6. Breathing Exercises 

Finally, take some time to focus on your breath. Notice how it feels when you inhale and exhale and pay attention to the rise and fall of your chest with each breath.

 Lean back in the chair and imagine all of the negative emotions spilling out of your feet and onto the floor and relax every muscle on the way down. Bring attention to your breath: Breathing exercises help you take control of your heart rate and your muscle tension.

This will help bring you back to the present moment and reduce any feelings of anxiety or stress that might be coming up.

These mental grounding exercises can be used in any situation and can help you refocus your attention away from anxious thoughts or emotions.

Mental Grounding Techniques

Mental grounding techniques are used to become more present in the moment by focusing on thoughts or images.

1. Count Backward

Counting backward from 100 can help you bring your focus back to the present. This is especially helpful when you are feeling overwhelmed or anxious.

2. Imagine A Safe Place

Think of a place you feel safe and secure. This can be indoors or outdoors, but it should be somewhere that brings you comfort. Imagine all the details of the place and how you feel there.

3. Write Down Your Thoughts

When feeling overwhelmed, take some time to write down your thoughts. This can help you get all the emotions out on paper and can also help you gain perspective.

Try to also journal your feelings so that you can identify the source of your unease. If you’re dealing with anxiety, panic attacks, PTSD, depression, or any other condition that could benefit from grounding techniques and mindfulness, you can speak to a mental health professional and pick up additional tips and tricks by speaking with a licensed online therapist.

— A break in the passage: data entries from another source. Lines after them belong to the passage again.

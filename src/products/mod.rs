pub mod handlers;
mod services;

use crate::state::AppState;
use axum::Router;

pub fn router() -> Router<AppState> {
    handlers::routes()
}
use axum::{
    extract::{Path, State},
    http::StatusCode,
    routing::get,
    Json, Router,
};
use tracing::{error, instrument, warn};

use crate::models::ScanItem;
use crate::state::AppState;

use super::services::{lookup_barcode, LookupError};

pub fn routes() -> Router<AppState> {
    Router::new().route("/barcode/:code", get(barcode_lookup))
}

#[instrument(skip(state))]
pub async fn barcode_lookup(
    State(state): State<AppState>,
    Path(code): Path<String>,
) -> Result<Json<ScanItem>, (StatusCode, String)> {
    match lookup_barcode(&state.http, &state.config.product_api_base, &code).await {
        Ok(item) => Ok(Json(item)),
        Err(LookupError::NotFound) => {
            warn!(%code, "product not found");
            Err((StatusCode::NOT_FOUND, "Product not found".into()))
        }
        Err(LookupError::Internal(e)) => {
            error!(error = %e, %code, "barcode lookup failed");
            Err((StatusCode::INTERNAL_SERVER_ERROR, e.to_string()))
        }
    }
}
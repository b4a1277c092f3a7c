mod alternatives;
mod dto;
pub mod handlers;
mod services;

use crate::state::AppState;
use axum::Router;

pub fn router() -> Router<AppState> {
    handlers::routes()
}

4. Practice Affirmations And Reframing

Affirmations are positive statements that can help you stay grounded in the present moment. Reframing is about looking at a difficult situation from a different perspective. Try saying something like “I am strong and I can handle this” or “This feeling will pass; it won’t last forever”.

5. 5-4-3-2-1 Technique 

These grounding techniques work as one of the simplest and most popular grounding techniques available.

It involves focusing on five things that you can see, four things that you can touch, three things that you can hear, two things that you can smell, and one thing that you can taste.

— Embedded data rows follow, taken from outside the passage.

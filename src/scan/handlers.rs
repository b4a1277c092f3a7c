use axum::{
    extract::{DefaultBodyLimit, Multipart, State},
    http::StatusCode,
    routing::post,
    Json, Router,
};
use tracing::{error, info, instrument};

use crate::models::{Goal, Nutrients, ScanItem};
use crate::state::AppState;

use super::dto::{ImageScanResponse, VerdictRequest, VerdictResponse};
use super::services::run_scan;

pub fn routes() -> Router<AppState> {
    Router::new()
        .route("/verdict", post(generate_verdict))
        .route("/scan/image", post(scan_image))
        .layer(DefaultBodyLimit::max(20 * 1024 * 1024)) // 20MB
}

#[instrument(skip(state, payload))]
pub async fn generate_verdict(
    State(state): State<AppState>,
    Json(payload): Json<VerdictRequest>,
) -> Result<Json<VerdictResponse>, (StatusCode, String)> {
    let outcome = run_scan(&state, &payload.user_id, payload.goal, &payload.item)
        .await
        .map_err(internal)?;

    info!(
        scan_id = %outcome.scan_id,
        user_id = %payload.user_id,
        score = outcome.verdict.score,
        "verdict generated"
    );
    Ok(Json(VerdictResponse {
        scan_id: outcome.scan_id,
        verdict: outcome.verdict,
        allergens: outcome.allergens,
        alternatives: outcome.alternatives,
    }))
}

/// POST /scan/image (multipart)
/// Fields: user_id, goal, file. The upload is accepted but not analyzed;
/// a fixed item stands in until vision recognition is wired in.
#[instrument(skip(state, multipart))]
pub async fn scan_image(
    State(state): State<AppState>,
    mut multipart: Multipart,
) -> Result<Json<ImageScanResponse>, (StatusCode, String)> {
    let mut user_id: Option<String> = None;
    let mut goal: Option<Goal> = None;
    let mut image: Option<bytes::Bytes> = None;

    while let Ok(Some(field)) = multipart.next_field().await {
        let name = field.name().map(|s| s.to_string());
        match name.as_deref() {
            Some("user_id") => user_id = Some(field.text().await.map_err(bad_request)?),
            Some("goal") => {
                let raw = field.text().await.map_err(bad_request)?;
                goal = Some(Goal::parse(&raw).ok_or((
                    StatusCode::BAD_REQUEST,
                    format!("unknown goal {}", raw),
                ))?);
            }
            Some("file") => image = Some(field.bytes().await.map_err(bad_request)?),
            _ => {}
        }
    }

    let user_id = user_id.ok_or((StatusCode::BAD_REQUEST, "user_id is required".to_string()))?;
    let goal = goal.ok_or((StatusCode::BAD_REQUEST, "goal is required".to_string()))?;
    let image = image.ok_or((StatusCode::BAD_REQUEST, "file is required".to_string()))?;

    info!(user_id = %user_id, image_bytes = image.len(), "image scan received");
    let item = detected_meal_stub();

    let outcome = run_scan(&state, &user_id, goal, &item)
        .await
        .map_err(internal)?;
    Ok(Json(ImageScanResponse {
        scan_id: outcome.scan_id,
        item,
        verdict: outcome.verdict,
        allergens: outcome.allergens,
        alternatives: outcome.alternatives,
    }))
}

fn detected_meal_stub() -> ScanItem {
    ScanItem {
        name: Some("Detected Meal".to_string()),
        ingredients_text: Some("rice, chicken, spices".to_string()),
        nutrients: Some(Nutrients {
            calories: Some(250.0),
            protein: Some(18.0),
            carbs: Some(30.0),
            sugar: Some(2.0),
            ..Nutrients::default()
        }),
        ..ScanItem::default()
    }
}

fn internal(e: anyhow::Error) -> (StatusCode, String) {
    error!(error = %e, "scan request failed");
    (StatusCode::INTERNAL_SERVER_ERROR, e.to_string())
}

fn bad_request<E: std::fmt::Display>(e: E) -> (StatusCode, String) {
    (StatusCode::BAD_REQUEST, e.to_string())
}

#[cfg(test)]
mod handler_tests {
    use super::*;
    use crate::models::VerdictColor;
    use mongodb::bson::doc;

    #[tokio::test]
    async fn generate_verdict_scores_and_persists() {
        let state = AppState::fake();
        let payload = VerdictRequest {
            user_id: "u1".into(),
            goal: Goal::MuscleGain,
            item: ScanItem {
                nutrients: Some(Nutrients {
                    protein: Some(25.0),
                    ..Nutrients::default()
                }),
                ..ScanItem::default()
            },
        };

        let Json(response) = generate_verdict(State(state.clone()), Json(payload))
            .await
            .expect("verdict ok");
        assert_eq!(response.verdict.score, 85);
        assert_eq!(response.verdict.color, VerdictColor::Green);
        assert!(!response.scan_id.is_empty());

        let stored = state
            .store
            .get_documents("scanrecord", doc! { "user_id": "u1" }, 10)
            .await
            .expect("read back");
        assert_eq!(stored.len(), 1);
    }

    #[test]
    fn stub_item_matches_the_placeholder_meal() {
        let item = detected_meal_stub();
        assert_eq!(item.name.as_deref(), Some("Detected Meal"));
        assert_eq!(item.ingredients_text.as_deref(), Some("rice, chicken, spices"));
        let nutrients = item.nutrients.expect("stub nutrients");
        assert_eq!(nutrients.calories, Some(250.0));
        assert_eq!(nutrients.protein, Some(18.0));
        assert_eq!(nutrients.carbs, Some(30.0));
        assert_eq!(nutrients.sugar, Some(2.0));
        assert_eq!(nutrients.fat, None);
    }
}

By doing this exercise, you will be able to focus on your senses and stay grounded in the present moment instead of worrying about the future or ruminating on past events. 

Soothing Grounding Techniques

Soothing grounding techniques are used to bring a sense of calm and relaxation.

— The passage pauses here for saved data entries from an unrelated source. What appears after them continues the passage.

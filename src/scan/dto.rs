use serde::{Deserialize, Serialize};

use crate::models::{Alternative, Goal, ScanItem, Verdict};

/// Request body for scoring an already-resolved item.
#[derive(Debug, Deserialize)]
pub struct VerdictRequest {
    pub user_id: String,
    pub goal: Goal,
    pub item: ScanItem,
}

/// Response returned after a verdict request.
#[derive(Debug, Serialize)]
pub struct VerdictResponse {
    pub scan_id: String,
    pub verdict: Verdict,
    pub allergens: Vec<String>,
    pub alternatives: Vec<Alternative>,
}

/// Image scan response additionally echoes the detected item.
#[derive(Debug, Serialize)]
pub struct ImageScanResponse {
    pub scan_id: String,
    pub item: ScanItem,
    pub verdict: Verdict,
    pub allergens: Vec<String>,
    pub alternatives: Vec<Alternative>,
}
use reqwest::Client;
use serde::Deserialize;
use tracing::{debug, warn};

use crate::models::{Alternative, Goal, ScanItem};

const MAX_RESULTS: usize = 5;

#[derive(Debug, Deserialize)]
struct SearchResponse {
    #[serde(default)]
    products: Vec<SearchProduct>,
}

#[derive(Debug, Default, Deserialize)]
struct SearchProduct {
    product_name: Option<String>,
    brands: Option<String>,
    image_front_small_url: Option<String>,
    image_url: Option<String>,
    code: Option<String>,
}

/// Suggests up to five organic-labelled products related to the item.
///
/// Fail-open: suggestions are non-critical enrichment, so any network or
/// decode failure degrades to an empty list instead of surfacing an error.
pub async fn find_alternatives(
    http: &Client,
    base: &str,
    item: &ScanItem,
    goal: Goal,
) -> Vec<Alternative> {
    let query = item
        .brand
        .as_deref()
        .or(item.name.as_deref())
        .unwrap_or("healthy");
    debug!(%query, ?goal, "searching alternatives");

    match search(http, base, query).await {
        Ok(found) => found,
        Err(e) => {
            warn!(error = %e, %query, "alternative search failed; returning none");
            Vec::new()
        }
    }
}

async fn search(http: &Client, base: &str, query: &str) -> anyhow::Result<Vec<Alternative>> {
    let url = format!("{}/cgi/search.pl", base);
    let response: SearchResponse = http
        .get(url)
        .query(&[
            ("action", "process"),
            ("search_terms", query),
            ("json", "1"),
            ("page_size", "5"),
            ("tagtype_0", "labels"),
            ("tag_contains_0", "contains"),
            ("tag_0", "organic"),
        ])
        .send()
        .await?
        .json()
        .await?;
    Ok(map_products(response.products))
}

fn map_products(products: Vec<SearchProduct>) -> Vec<Alternative> {
    products
        .into_iter()
        .take(MAX_RESULTS)
        .map(|p| Alternative {
            name: p
                .product_name
                .filter(|n| !n.is_empty())
                .unwrap_or_else(|| "Alternative".to_string()),
            brand: p.brands,
            image_url: p.image_front_small_url.or(p.image_url),
            barcode: p.code,
        })
        .collect()
}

1. Listen To Calming Music

Listen to calming music, such as classical or instrumental tunes. This will help you relax and focus on the present moment.

2. Practice Progressive Muscle Relaxation

Progressive muscle relaxation is a technique used to relieve stress and tension in your muscles. Start by tensing each muscle group for a few seconds, then releasing it and feeling the tension leave your body.

3. Take A Warm Bath or Shower

Taking a warm bath or shower can help you relax and become grounded in the present moment. Feel the warmth of the water on your skin and focus on how it feels against your body.

4. Use Aromatherapy

Aromatherapy can be used to create a calming atmosphere. Try lavender, chamomile, or any other essential oil that helps you relax. You could also use a scented candle or some incense to create the same effect.

These soothing grounding techniques can help you relax and bring your focus back to the present moment. They are especially helpful when feeling overwhelmed or anxious, as they will help you feel more in control of your emotions.

Conclusion

Grounding techniques are an effective way to manage anxiety symptoms when they become too overwhelming for us to handle alone at the moment without any external help or support.

Using breathing exercises as well as naming three things around us can help bring our attention back to reality.

Progressive muscle relaxation can help release any unnecessary tension from our bodies altogether.